WHAT IS EXPECTED
The whole of the data is to be duplicated precisely.
-*-
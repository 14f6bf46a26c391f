//! Time source for the booking session.

use std::sync::Mutex;

use chrono::{DateTime, Duration, Utc};

/// Supplies the current instant.
pub trait Clock: Send + Sync {
    /// Returns the current instant.
    fn now(&self) -> DateTime<Utc>;
}

/// Wall-clock time.
#[derive(Debug, Clone, Copy, Default)]
pub struct SystemClock;

impl Clock for SystemClock {
    fn now(&self) -> DateTime<Utc> {
        Utc::now()
    }
}

/// A clock that only moves when told to.
///
/// # Example
///
/// ```
/// use barbershop_engine::booking::{Clock, ManualClock};
/// use chrono::{Duration, TimeZone, Utc};
///
/// let clock = ManualClock::new(Utc.with_ymd_and_hms(2025, 3, 1, 9, 0, 0).unwrap());
/// clock.advance(Duration::seconds(6));
/// assert_eq!(clock.now(), Utc.with_ymd_and_hms(2025, 3, 1, 9, 0, 6).unwrap());
/// ```
#[derive(Debug)]
pub struct ManualClock {
    now: Mutex<DateTime<Utc>>,
}

impl ManualClock {
    /// Creates a clock frozen at `start`.
    pub fn new(start: DateTime<Utc>) -> Self {
        Self {
            now: Mutex::new(start),
        }
    }

    /// Moves the clock forward.
    pub fn advance(&self, by: Duration) {
        let mut now = self.now.lock().unwrap_or_else(|e| e.into_inner());
        *now += by;
    }

    /// Jumps the clock to `instant`.
    pub fn set(&self, instant: DateTime<Utc>) {
        *self.now.lock().unwrap_or_else(|e| e.into_inner()) = instant;
    }
}

impl Clock for ManualClock {
    fn now(&self) -> DateTime<Utc> {
        *self.now.lock().unwrap_or_else(|e| e.into_inner())
    }
}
-*-
YOUR SOLUTION
repository 14f6bf46a26c391f
//! Time source for the booking session.

use std::sync::Mutex;

use chrono::{DateTime, Duration, Utc};

/// Supplies the current instant.
pub trait Clock: Send + Sync {
    /// Returns the current instant.
    fn now(&self) -> DateTime<Utc>;
}

/// Wall-clock time.
#[derive(Debug, Clone, Copy, Default)]
pub struct SystemClock;

impl Clock for SystemClock {
    fn now(&self) -> DateTime<Utc> {
        Utc::now()
    }
}

/// A clock that only moves when told to.
///
/// # Example
///
/// ```
/// use barbershop_engine::booking::{Clock, ManualClock};
/// use chrono::{Duration, TimeZone, Utc};
///
/// let clock = ManualClock::new(Utc.with_ymd_and_hms(2025, 3, 1, 9, 0, 0).unwrap());
/// clock.advance(Duration::seconds(6));
/// assert_eq!(clock.now(), Utc.with_ymd_and_hms(2025, 3, 1, 9, 0, 6).unwrap());
/// ```
#[derive(Debug)]
pub struct ManualClock {
    now: Mutex<DateTime<Utc>>,
}

impl ManualClock {
    /// Creates a clock frozen at `start`.
    pub fn new(start: DateTime<Utc>) -> Self {
        Self {
            now: Mutex::new(start),
        }
    }

    /// Moves the clock forward.
    pub fn advance(&self, by: Duration) {
        let mut now = self.now.lock().unwrap_or_else(|e| e.into_inner());
        *now += by;
    }

    /// Jumps the clock to `instant`.
    pub fn set(&self, instant: DateTime<Utc>) {
        *self.now.lock().unwrap_or_else(|e| e.into_inner()) = instant;
    }
}

impl Clock for ManualClock {
    fn now(&self) -> DateTime<Utc> {
        *self.now.lock().unwrap_or_else(|e| e.into_inner())
    }
}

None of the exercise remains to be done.